**Work to complete**. Reproduce the entries shown below only from the line with "# AskDesk Providers" down to the line with "utilities and helpers.", keeping both end lines and copying each one exactly.

**Data entries**.
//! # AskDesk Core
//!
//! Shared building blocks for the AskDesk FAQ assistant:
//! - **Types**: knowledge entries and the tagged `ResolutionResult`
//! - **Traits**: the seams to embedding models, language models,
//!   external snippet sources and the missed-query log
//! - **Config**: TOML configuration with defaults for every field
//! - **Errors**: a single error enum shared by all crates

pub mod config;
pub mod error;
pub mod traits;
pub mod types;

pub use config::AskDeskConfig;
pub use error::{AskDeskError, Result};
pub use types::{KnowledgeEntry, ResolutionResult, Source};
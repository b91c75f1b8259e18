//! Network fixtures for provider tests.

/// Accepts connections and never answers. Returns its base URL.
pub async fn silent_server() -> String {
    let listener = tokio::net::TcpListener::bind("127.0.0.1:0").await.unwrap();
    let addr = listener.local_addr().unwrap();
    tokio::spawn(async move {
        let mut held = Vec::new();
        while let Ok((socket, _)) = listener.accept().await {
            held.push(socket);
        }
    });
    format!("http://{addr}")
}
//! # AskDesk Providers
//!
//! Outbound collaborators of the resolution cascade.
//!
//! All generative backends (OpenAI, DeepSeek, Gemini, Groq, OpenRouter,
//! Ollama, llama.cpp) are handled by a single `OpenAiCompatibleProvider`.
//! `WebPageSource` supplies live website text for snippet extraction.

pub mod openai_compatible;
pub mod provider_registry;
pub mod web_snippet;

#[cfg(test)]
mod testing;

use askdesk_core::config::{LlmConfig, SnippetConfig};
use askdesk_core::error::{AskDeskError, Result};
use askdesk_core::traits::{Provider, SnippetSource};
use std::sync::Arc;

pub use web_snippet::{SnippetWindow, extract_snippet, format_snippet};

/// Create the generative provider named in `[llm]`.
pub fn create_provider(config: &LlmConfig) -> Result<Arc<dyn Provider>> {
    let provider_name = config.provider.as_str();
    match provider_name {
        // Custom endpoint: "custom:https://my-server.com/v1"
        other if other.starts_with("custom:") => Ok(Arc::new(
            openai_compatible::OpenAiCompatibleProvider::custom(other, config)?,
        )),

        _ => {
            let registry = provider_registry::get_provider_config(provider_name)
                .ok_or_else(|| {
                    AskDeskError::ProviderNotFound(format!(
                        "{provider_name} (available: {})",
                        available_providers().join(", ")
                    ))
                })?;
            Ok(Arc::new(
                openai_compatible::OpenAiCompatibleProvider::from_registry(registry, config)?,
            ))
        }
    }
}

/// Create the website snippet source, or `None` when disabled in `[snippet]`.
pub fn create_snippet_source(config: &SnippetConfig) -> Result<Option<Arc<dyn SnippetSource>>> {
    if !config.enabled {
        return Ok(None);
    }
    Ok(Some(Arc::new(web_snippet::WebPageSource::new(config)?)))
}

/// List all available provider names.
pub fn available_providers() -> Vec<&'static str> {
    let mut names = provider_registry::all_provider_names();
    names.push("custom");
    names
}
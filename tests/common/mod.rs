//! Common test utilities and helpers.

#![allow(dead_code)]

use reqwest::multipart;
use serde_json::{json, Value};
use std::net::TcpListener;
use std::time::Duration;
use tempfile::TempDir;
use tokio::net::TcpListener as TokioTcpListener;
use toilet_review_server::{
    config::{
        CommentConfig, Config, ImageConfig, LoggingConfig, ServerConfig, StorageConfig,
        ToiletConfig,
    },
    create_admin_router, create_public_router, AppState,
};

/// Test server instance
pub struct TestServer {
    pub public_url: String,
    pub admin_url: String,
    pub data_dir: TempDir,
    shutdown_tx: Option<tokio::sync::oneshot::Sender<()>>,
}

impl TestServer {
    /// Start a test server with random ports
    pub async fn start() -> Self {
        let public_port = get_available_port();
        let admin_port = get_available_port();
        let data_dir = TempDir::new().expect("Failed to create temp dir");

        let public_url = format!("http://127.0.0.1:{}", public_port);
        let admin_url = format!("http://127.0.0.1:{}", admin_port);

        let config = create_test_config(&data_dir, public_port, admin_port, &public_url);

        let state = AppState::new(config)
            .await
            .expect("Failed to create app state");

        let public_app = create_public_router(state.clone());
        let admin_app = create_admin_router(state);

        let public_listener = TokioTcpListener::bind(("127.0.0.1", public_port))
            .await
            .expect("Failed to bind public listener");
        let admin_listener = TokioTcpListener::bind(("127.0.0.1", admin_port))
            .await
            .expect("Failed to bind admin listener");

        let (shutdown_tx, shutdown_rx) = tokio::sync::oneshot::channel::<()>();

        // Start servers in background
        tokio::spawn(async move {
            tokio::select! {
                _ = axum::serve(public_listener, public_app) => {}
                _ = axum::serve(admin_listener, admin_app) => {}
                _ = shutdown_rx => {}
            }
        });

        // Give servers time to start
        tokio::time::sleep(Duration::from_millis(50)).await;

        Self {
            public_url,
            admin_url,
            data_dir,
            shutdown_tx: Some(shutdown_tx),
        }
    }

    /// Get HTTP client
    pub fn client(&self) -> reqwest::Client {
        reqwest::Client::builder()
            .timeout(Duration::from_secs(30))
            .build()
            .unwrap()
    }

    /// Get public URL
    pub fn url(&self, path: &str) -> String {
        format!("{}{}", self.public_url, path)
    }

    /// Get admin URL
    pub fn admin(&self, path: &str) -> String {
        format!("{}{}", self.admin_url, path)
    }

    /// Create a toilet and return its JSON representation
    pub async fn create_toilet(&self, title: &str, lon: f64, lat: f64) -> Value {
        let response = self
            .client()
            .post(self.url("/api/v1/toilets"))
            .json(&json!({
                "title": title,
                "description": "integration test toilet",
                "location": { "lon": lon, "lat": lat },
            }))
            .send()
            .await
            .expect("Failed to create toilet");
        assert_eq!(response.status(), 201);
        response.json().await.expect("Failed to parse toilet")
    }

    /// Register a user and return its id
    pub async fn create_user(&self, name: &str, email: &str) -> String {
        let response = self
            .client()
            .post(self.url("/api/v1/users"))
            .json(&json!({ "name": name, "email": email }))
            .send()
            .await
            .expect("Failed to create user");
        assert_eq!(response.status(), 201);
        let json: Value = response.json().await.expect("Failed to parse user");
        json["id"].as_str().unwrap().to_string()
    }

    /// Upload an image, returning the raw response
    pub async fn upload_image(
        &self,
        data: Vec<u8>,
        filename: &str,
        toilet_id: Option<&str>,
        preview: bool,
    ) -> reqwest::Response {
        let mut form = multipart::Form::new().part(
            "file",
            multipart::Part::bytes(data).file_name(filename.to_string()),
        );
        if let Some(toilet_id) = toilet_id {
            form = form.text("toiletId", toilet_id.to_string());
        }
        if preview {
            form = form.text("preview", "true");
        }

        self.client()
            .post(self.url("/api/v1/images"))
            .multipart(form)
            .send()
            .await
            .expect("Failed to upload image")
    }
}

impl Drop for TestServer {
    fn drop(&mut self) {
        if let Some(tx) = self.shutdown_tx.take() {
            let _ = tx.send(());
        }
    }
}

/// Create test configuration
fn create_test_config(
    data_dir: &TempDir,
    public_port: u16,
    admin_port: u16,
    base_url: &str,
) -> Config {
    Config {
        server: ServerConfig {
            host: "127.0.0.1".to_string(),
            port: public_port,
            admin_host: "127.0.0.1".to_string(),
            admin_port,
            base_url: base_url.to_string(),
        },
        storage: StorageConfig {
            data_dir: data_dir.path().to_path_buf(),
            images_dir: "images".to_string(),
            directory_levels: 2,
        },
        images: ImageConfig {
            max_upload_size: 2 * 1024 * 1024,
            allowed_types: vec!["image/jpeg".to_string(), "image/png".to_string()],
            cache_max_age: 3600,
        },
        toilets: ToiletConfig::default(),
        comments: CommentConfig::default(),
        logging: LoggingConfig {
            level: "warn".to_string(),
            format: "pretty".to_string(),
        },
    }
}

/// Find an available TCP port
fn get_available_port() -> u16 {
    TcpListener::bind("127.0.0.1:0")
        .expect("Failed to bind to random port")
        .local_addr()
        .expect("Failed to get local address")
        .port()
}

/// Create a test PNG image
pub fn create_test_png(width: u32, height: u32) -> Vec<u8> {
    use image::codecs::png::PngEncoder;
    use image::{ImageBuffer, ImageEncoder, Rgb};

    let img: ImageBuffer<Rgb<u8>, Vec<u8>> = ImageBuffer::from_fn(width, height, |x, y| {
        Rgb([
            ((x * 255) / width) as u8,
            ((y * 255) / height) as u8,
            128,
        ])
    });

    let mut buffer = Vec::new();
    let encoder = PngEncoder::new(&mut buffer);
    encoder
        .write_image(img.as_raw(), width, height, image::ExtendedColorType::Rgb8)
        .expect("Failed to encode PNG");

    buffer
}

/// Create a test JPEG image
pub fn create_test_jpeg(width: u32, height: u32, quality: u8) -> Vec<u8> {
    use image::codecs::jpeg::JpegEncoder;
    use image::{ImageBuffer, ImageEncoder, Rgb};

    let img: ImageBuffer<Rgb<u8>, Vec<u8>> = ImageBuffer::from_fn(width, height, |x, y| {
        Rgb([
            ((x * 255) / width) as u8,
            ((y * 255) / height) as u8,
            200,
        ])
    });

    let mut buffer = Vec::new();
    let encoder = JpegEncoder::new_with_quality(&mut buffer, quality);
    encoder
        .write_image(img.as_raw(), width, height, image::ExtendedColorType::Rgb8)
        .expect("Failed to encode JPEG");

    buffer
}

**Output for this exercise**.
//! # AskDesk Providers
//!
//! Outbound collaborators of the resolution cascade.
//!
//! All generative backends (OpenAI, DeepSeek, Gemini, Groq, OpenRouter,
//! Ollama, llama.cpp) are handled by a single `OpenAiCompatibleProvider`.
//! `WebPageSource` supplies live website text for snippet extraction.

pub mod openai_compatible;
pub mod provider_registry;
pub mod web_snippet;

#[cfg(test)]
mod testing;

use askdesk_core::config::{LlmConfig, SnippetConfig};
use askdesk_core::error::{AskDeskError, Result};
use askdesk_core::traits::{Provider, SnippetSource};
use std::sync::Arc;

pub use web_snippet::{SnippetWindow, extract_snippet, format_snippet};

/// Create the generative provider named in `[llm]`.
pub fn create_provider(config: &LlmConfig) -> Result<Arc<dyn Provider>> {
    let provider_name = config.provider.as_str();
    match provider_name {
        // Custom endpoint: "custom:https://my-server.com/v1"
        other if other.starts_with("custom:") => Ok(Arc::new(
            openai_compatible::OpenAiCompatibleProvider::custom(other, config)?,
        )),

        _ => {
            let registry = provider_registry::get_provider_config(provider_name)
                .ok_or_else(|| {
                    AskDeskError::ProviderNotFound(format!(
                        "{provider_name} (available: {})",
                        available_providers().join(", ")
                    ))
                })?;
            Ok(Arc::new(
                openai_compatible::OpenAiCompatibleProvider::from_registry(registry, config)?,
            ))
        }
    }
}

/// Create the website snippet source, or `None` when disabled in `[snippet]`.
pub fn create_snippet_source(config: &SnippetConfig) -> Result<Option<Arc<dyn SnippetSource>>> {
    if !config.enabled {
        return Ok(None);
    }
    Ok(Some(Arc::new(web_snippet::WebPageSource::new(config)?)))
}

/// List all available provider names.
pub fn available_providers() -> Vec<&'static str> {
    let mut names = provider_registry::all_provider_names();
    names.push("custom");
    names
}
filename tests/common/mod.rs
//! Common test utilities and helpers.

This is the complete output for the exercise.